- Directed by: Michael Pereira
- Written by: Michael Pereira
- Produced by: Berge Karageusian Craig Lobo Michael Pereira
- Starring: Timothy Paul McCarthy; Jessica Vano; Ry Barrett; Sigourney McAuley; Derek Gilroy; Robert Nolan;
- Cinematography: Michael Jari Davidson
- Edited by: Christopher Guest
- Music by: Jason Simons
- Production companies: Shocking Dark Panic Button Films
- Distributed by: Terror Films
- Release dates: 20 November 2021 (The Blood in the Snow Film Festival); 11 October 2024 (internet);
- Running time: 93 minutes
- Country: Canada
- Language: English

= Beyond the Chamber of Terror =

Beyond the Chamber of Terror is a 2021 Canadian comedy horror film written and directed by Michael Pereira, starring Timothy Paul McCarthy, Jessica Vano, Ry Barrett, Sigourney McAuley, Derek Gilroy and Robert Nolan.

==Release==
The film premiered at the Blood in the Snow Canadian Film Festival in 20 November 2021. It was made available digitally on 11 October 2024.

==Reception==
Charlie Cargile of PopHorror called the film a "loving tribute to the splatter films of the 80’s" and praised the performances of McCarthy, Vano, Barrett and Steenson, as well as the characterisation of the characters Nash and Ava. Jacob Davison of iHorror.com gave the film a score of 3.5/5 and wrote: "While not the most inventive horror comedy, and leaning perhaps a bit much on the nostalgia factor, I can still appreciate that Chamber of Terror has a lot of drive and inventiveness.
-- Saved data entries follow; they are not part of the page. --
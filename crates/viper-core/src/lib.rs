//! Builder logic and port definitions for Viper.
//!
//! This crate defines the "ports" (provider, generator and slot-store traits)
//! that the infrastructure layer implements, plus the pure state machines
//! that drive a builder session, the fleet, and view routing. It depends only
//! on `viper-types` -- never on `viper-infra` or any network/database crate.

pub mod builder;
pub mod fleet;
pub mod llm;
pub mod router;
A madcap crime comedy turned splattterflick with some decent reveals that really made it stand out." Davison praised the setting, calling it "just as much a character as anyone else in the film", as well as the FX. Brendan Jesus of Horror Obsessive wrote: "There is a good movie somewhere in this mess, but its almost accidental B-ness of it all just muddies the waters and makes the movie feel more like a drag and less like a romp."